### Task prompt
Work out how many lines of the records hold the string "Send", and reply with that number alone.

Stored entries:

---*---

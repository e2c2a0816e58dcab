//! Broker connection seam
//!
//! The publisher only knows how to open a link and push bytes through it.
//! `io::amqp` provides the RabbitMQ implementation; tests plug in stubs.

use async_trait::async_trait;
use std::sync::Arc;
use thiserror::Error;

/// Failure of a single broker operation, classified for the retry policy
#[derive(Debug, Clone, Error)]
pub enum ChannelError {
    /// Connection dropped, channel closed, connect refused. Reconnect and retry.
    #[error("transient broker error: {0}")]
    Transient(String),
    /// Broker refused the message (nack, unroutable, protocol refusal, encoding). Do not retry.
    #[error("broker rejected message: {0}")]
    Rejected(String),
}

/// An open, confirm-enabled path to the configured exchange
#[async_trait]
pub trait BrokerChannel: Send + Sync {
    /// Publish one message and wait for the broker's confirmation
    async fn publish(&self, payload: &[u8]) -> Result<(), ChannelError>;

    /// Release the underlying connection
    async fn close(&self);
}

/// Opens broker links
#[async_trait]
pub trait BrokerConnector: Send + Sync {
    async fn connect(&self) -> Result<Arc<dyn BrokerChannel>, ChannelError>;
}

---*---

### Solution below
2